Les choix qui seront faits sont directement liés à l’équilibre des forces politiques à Moscou. De ce point de vue, les signaux de ces derniers mois sont dans l’ensemble peu encourageants. Les élections législatives de septembre 2016 ont renforcé le camp conservateur ; après avoir, semble-t-il, hésité sur le « cas Navalny », le Kremlin a choisi de l’empêcher de concourir à la présidentielle de 2018 et de maintenir la pression sur celui qui s’est imposé comme le leader de l’opposition « hors système » ; l’arrestation, en novembre 2016, du ministre de l’Économie Alexeï Oulioukaïev et le conflit entre la holding AFK Sistema et Rosneft rappellent la fragilité des équilibres intra-élitaires dans un système opaque et byzantin, où les structures « de force » jouent un rôle que ne laisse pas deviner une lecture – même attentive – de la constitution russe. Certes, certaines nominations décidées par Vladimir Poutine – en particulier celle de l’ancien Premier ministre et figure historique de la mouvance libérale Sergueï Kirienko à l’administration présidentielle – témoignent d’une volonté de privilégier des approches plus subtiles dans la gestion des processus politiques. De même, le rajeunissement des élites engagé au cours de l’été 2015 se poursuit et permet l’émergence de profils nouveaux par rapport à ceux privilégiés par Vladimir Poutine depuis une quinzaine d’années : les promus ne sont pas forcément issus des services de sécurité ni de Saint-Pétersbourg, ils n’ont guère connu l’URSS d’avant la perestroïka et ont généralement une expérience du secteur privé. Pour autant, le scénario le plus probable pour les mois à venir n’est pas celui d’un « dégel » ; tout au plus peut-on s’attendre à un rééquilibrage après un troisième mandat qui, sous l’effet de facteurs internes (manifestations de l’hiver 2012) et externes (crise ukrainienne et confrontation avec l’Occident), a consacré la victoire des segments les plus conservateurs au sein de la société et du pouvoir russes.

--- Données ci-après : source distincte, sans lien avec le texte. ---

//! Device configuration and the validated scan plan derived from it.
//!
//! Configuration is deserialized from TOML and then validated into a
//! [`ScanPlan`]; construction fails fast on unsupported models, bad
//! channel names or an empty analog set, while everything past
//! validation can assume a consistent plan.

use crate::error::{McError, Result};
use mcdaq_core::{AnalogRange, Channel, Gain, ScanRequest, READ_CHANNELS_PER_GROUP};
use serde::{Deserialize, Serialize};

/// Default per-channel scan rate in Hz.
pub const DEFAULT_SCAN_FREQUENCY_HZ: u32 = 1000;

/// Supported Measurement Computing device models.
#[derive(Debug, Clone, Copy, PartialEq, Eq, Serialize, Deserialize)]
pub enum DaqModel {
    #[serde(rename = "MC-USB-1208FS")]
    Usb1208Fs,
    #[serde(rename = "MC-USB-1616FS")]
    Usb1616Fs,
}

impl DaqModel {
    /// Vendor block-transfer size for this model, in sample groups.
    pub fn block_transfer_size(self) -> usize {
        match self {
            DaqModel::Usb1208Fs => 31,
            DaqModel::Usb1616Fs => 62,
        }
    }

    /// Circular scan-buffer capacity in samples
    /// (block transfer size x channels per group).
    pub fn sample_count(self) -> usize {
        self.block_transfer_size() * READ_CHANNELS_PER_GROUP
    }

    pub fn label(self) -> &'static str {
        match self {
            DaqModel::Usb1208Fs => "MC-USB-1208FS",
            DaqModel::Usb1616Fs => "MC-USB-1616FS",
        }
    }
}

/// How the device is sampled.
#[derive(Debug, Clone, Copy, Default, PartialEq, Eq, Serialize, Deserialize)]
pub enum ReadMethod {
    /// Continuous hardware background scan into the circular buffer.
    #[default]
    #[serde(rename = "SCAN")]
    Scan,
    /// One blocking read per channel per poll, with change detection.
    /// Roughly one time-unit per channel, a documented latency
    /// trade-off of this mode.
    #[serde(rename = "POLL")]
    Poll,
}

fn default_scan_frequency() -> u32 {
    DEFAULT_SCAN_FREQUENCY_HZ
}

/// Raw device configuration as it appears in TOML.
#[derive(Debug, Clone, Serialize, Deserialize)]
pub struct McDaqConfig {
    /// Board number as enumerated by the vendor tooling.
    #[serde(default)]
    pub board_id: u32,
    pub daq_model: DaqModel,
    /// Channel names to monitor (`AI_0`..`AI_15`, `DI_0`..`DI_15`).
    pub input_channels: Vec<String>,
    #[serde(default)]
    pub gain: Gain,
    /// Requested scan rate in Hz; hardware may adjust it at start.
    #[serde(default = "default_scan_frequency")]
    pub input_scan_frequency: u32,
    #[serde(default)]
    pub input_read_method: ReadMethod,
}

impl McDaqConfig {
    /// Parse a configuration from TOML text.
    pub fn from_toml(text: &str) -> Result<Self> {
        toml::from_str(text).map_err(|e| McError::InvalidConfig {
            message: e.to_string(),
        })
    }

    /// Validate into a [`ScanPlan`].
    pub fn validate(&self) -> Result<ScanPlan> {
        if self.input_channels.is_empty() {
            return Err(McError::InvalidConfig {
                message: "At least one input channel is required".to_string(),
            });
        }
        if self.input_scan_frequency == 0 {
            return Err(McError::InvalidConfig {
                message: "Scan frequency must be greater than 0".to_string(),
            });
        }

        let mut channels = Vec::with_capacity(self.input_channels.len());
        for name in &self.input_channels {
            let channel = Channel::parse(name).map_err(|e| McError::InvalidConfig {
                message: e.to_string(),
            })?;
            channels.push(channel);
        }

        let save_channels: Vec<u16> = channels
            .iter()
            .filter(|c| c.is_analog())
            .map(|c| c.index())
            .collect();
        if save_channels.is_empty() {
            return Err(McError::NoAnalogChannels);
        }
        // Cannot fail past the emptiness check above.
        let analog_range =
            AnalogRange::from_channels(&channels).map_err(|e| McError::InvalidConfig {
                message: e.to_string(),
            })?;

        Ok(ScanPlan {
            board_id: self.board_id,
            model: self.daq_model,
            channels,
            save_channels,
            analog_range,
            gain: self.gain,
            scan_frequency_hz: self.input_scan_frequency,
            sample_count: self.daq_model.sample_count(),
            read_method: self.input_read_method,
        })
    }
}

/// Validated acquisition parameters.
#[derive(Debug, Clone)]
pub struct ScanPlan {
    pub board_id: u32,
    pub model: DaqModel,
    /// Monitored channels, in configured order.
    pub channels: Vec<Channel>,
    /// Analog channel indices actually retained downstream, in
    /// configured order. The slot walk stores all channels of a group
    /// regardless; suppression by this subset is a downstream concern.
    pub save_channels: Vec<u16>,
    pub analog_range: AnalogRange,
    pub gain: Gain,
    pub scan_frequency_hz: u32,
    /// Circular buffer capacity in samples.
    pub sample_count: usize,
    pub read_method: ReadMethod,
}

impl ScanPlan {
    /// Background-scan start parameters.
    ///
    /// The scan always covers the full channel group 0..=7; the
    /// configured analog range is validated but does not narrow the
    /// scanned block.
    pub fn scan_request(&self) -> ScanRequest {
        ScanRequest {
            low_channel: 0,
            high_channel: (READ_CHANNELS_PER_GROUP - 1) as u16,
            sample_count: self.sample_count as u32,
            scan_frequency_hz: self.scan_frequency_hz,
            gain: self.gain,
        }
    }
}

#[cfg(test)]
mod tests {
    use super::*;

    fn config(model: DaqModel, channels: &[&str]) -> McDaqConfig {
        McDaqConfig {
            board_id: 0,
            daq_model: model,
            input_channels: channels.iter().map(|s| s.to_string()).collect(),
            gain: Gain::Bip10Volts,
            input_scan_frequency: 1000,
            input_read_method: ReadMethod::Scan,
        }
    }

    #[test]
    fn sample_count_follows_block_transfer_size() {
        assert_eq!(DaqModel::Usb1208Fs.sample_count(), 31 * 8);
        assert_eq!(DaqModel::Usb1616Fs.sample_count(), 62 * 8);
    }

    #[test]
    fn validate_builds_plan() {
        let plan = config(DaqModel::Usb1616Fs, &["AI_1", "AI_4", "DI_0"])
            .validate()
            .unwrap();
        assert_eq!(plan.save_channels, vec![1, 4]);
        assert_eq!(plan.analog_range.low, 1);
        assert_eq!(plan.analog_range.high, 4);
        assert_eq!(plan.sample_count, 496);
        let request = plan.scan_request();
        assert_eq!(request.low_channel, 0);
        assert_eq!(request.high_channel, 7);
        assert_eq!(request.sample_count, 496);
    }

    #[test]
    fn validate_rejects_empty_and_non_analog_sets() {
        assert!(matches!(
            config(DaqModel::Usb1208Fs, &[]).validate(),
            Err(McError::InvalidConfig { .. })
        ));
        assert!(matches!(
            config(DaqModel::Usb1208Fs, &["DI_0", "DI_1"]).validate(),
            Err(McError::NoAnalogChannels)
        ));
    }

    #[test]
    fn validate_rejects_bad_channel_name() {
        let result = config(DaqModel::Usb1208Fs, &["AI_0", "AX_2"]).validate();
        assert!(matches!(result, Err(McError::InvalidConfig { .. })));
    }

    #[test]
    fn from_toml_parses_model_and_defaults() {
        let cfg = McDaqConfig::from_toml(
            r#"
            daq_model = "MC-USB-1616FS"
            input_channels = ["AI_0", "AI_1"]
            "#,
        )
        .unwrap();
        assert_eq!(cfg.daq_model, DaqModel::Usb1616Fs);
        assert_eq!(cfg.board_id, 0);
        assert_eq!(cfg.input_scan_frequency, DEFAULT_SCAN_FREQUENCY_HZ);
        assert_eq!(cfg.input_read_method, ReadMethod::Scan);
    }

    #[test]
    fn from_toml_rejects_unknown_model() {
        let result = McDaqConfig::from_toml(
            r#"
            daq_model = "MC-USB-9999"
            input_channels = ["AI_0"]
            "#,
        );
        assert!(matches!(result, Err(McError::InvalidConfig { .. })));
    }
}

La réalité russe ne se résume pas à Moscou. Le renouvellement du corps des gouverneurs – parfois de façon abrupte, dans le cadre de la campagne anti-corruption lancée par le Kremlin – et le rattachement de la Crimée au district fédéral Sud, au cours de l’été 2016, constituent les événements politiques les plus significatifs dans les régions russes. Une fois n’est pas coutume, le Caucase du Nord a relativement peu fait parler de lui, à la différence de Saint-Pétersbourg – où le projet de cession de la cathédrale Saint-Isaac à l’Église orthodoxe a suscité un profond émoi – et du Tatarstan, dont l’image de success story a été quelque peu écornée par la fermeture retentissante de deux banques importantes début 2017. Dans cette livraison anniversaire, le rapport de l’Observatoire s’intéresse aussi à la situation de Kaliningrad, à la politique russe en matière d’infrastructures sur le littoral baltique, à la coopération transfrontalière russo-norvégienne ainsi qu’aux problèmes écologiques du lac Baïkal.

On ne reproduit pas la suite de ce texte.